Most helpful positive review
74 of 77 people found the following review helpful
This hauntingly beautiful novel is why we read fiction.
on March 26, 1998
Jennifer Egan's The Invisible Circus is a triumphant first novel. The riveting plot and fascinating characters make this book a page-turner, and the thematic reflections on memory and family ties keep the reader thinking of this book long after the last page. The gripping plot is at once a mystery and love story: Phoebe goes on a quest to understand her sister Faith so that she can begin her own life, free from the bonds of the unresolved family issues that Faith's life and mysterious death created. The portrayal of the relationship between Phoebe and Faith reflects more insightfully the bond between siblings than any other description I have read. Phoebe's impulsive trip to Europe results in a beautifully written adventure, filled with engaging vignettes and believable characters. Ultimately, however, it is not only the well wrought characters or carefully constructed plot that makes you love this book.

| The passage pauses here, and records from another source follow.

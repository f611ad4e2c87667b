//! Store error types shared by every repository implementation.

use std::time::Duration;
use thiserror::Error;

/// Errors surfaced by the relational data service
#[derive(Debug, Error)]
pub enum StoreError {
    /// Database error
    #[error("Database error: {0}")]
    Database(#[from] sqlx::Error),

    /// Operation did not complete in time
    #[error("Store operation timed out after {0:?}")]
    Timeout(Duration),

    /// Row or procedure result did not have the expected shape
    #[error("Malformed record: {0}")]
    Malformed(String),

    /// Only part of a batch write was applied
    #[error("Batch partially persisted: {persisted} of {attempted} records")]
    PartialBatch { attempted: usize, persisted: usize },

    /// Unique constraint violated
    #[error("Conflict: {0}")]
    Conflict(String),
}

impl StoreError {
    /// Client-safe message that never leaks SQL or row details
    pub fn client_message(&self) -> String {
        match self {
            StoreError::Timeout(_) => "Request timed out".to_string(),
            StoreError::Conflict(detail) => format!("Conflict: {detail}"),
            _ => "Internal server error".to_string(),
        }
    }
}

/// Result type for store operations
pub type StoreResult<T> = Result<T, StoreError>;

#[cfg(test)]
mod tests {
    use super::*;

    #[test]
    fn test_client_message_hides_details() {
        let err = StoreError::Malformed("round_number = -4".to_string());
        assert_eq!(err.client_message(), "Internal server error");
    }

    #[test]
    fn test_partial_batch_display() {
        let err = StoreError::PartialBatch {
            attempted: 4,
            persisted: 1,
        };
        assert_eq!(err.to_string(), "Batch partially persisted: 1 of 4 records");
    }
}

Rather what makes this book a cut above are the stimulating reflections on the nature of memory, the search for transcendence, and the impact of even fleeting relationships on shaping everyday existence. The Invisible Circus will haunt you, leaving you pondering the elusiveness of memory and the ephemeral nature of experience. Faith's search for 'real life,' and the tragic consequences of her search prompts the reader to reflect on the nature of the ordinary versus the unusual, the struggle for balance between routine and risk. Ultimately this book helps the reader achieve a moment of transcendence, the highest achievement both in fiction and life.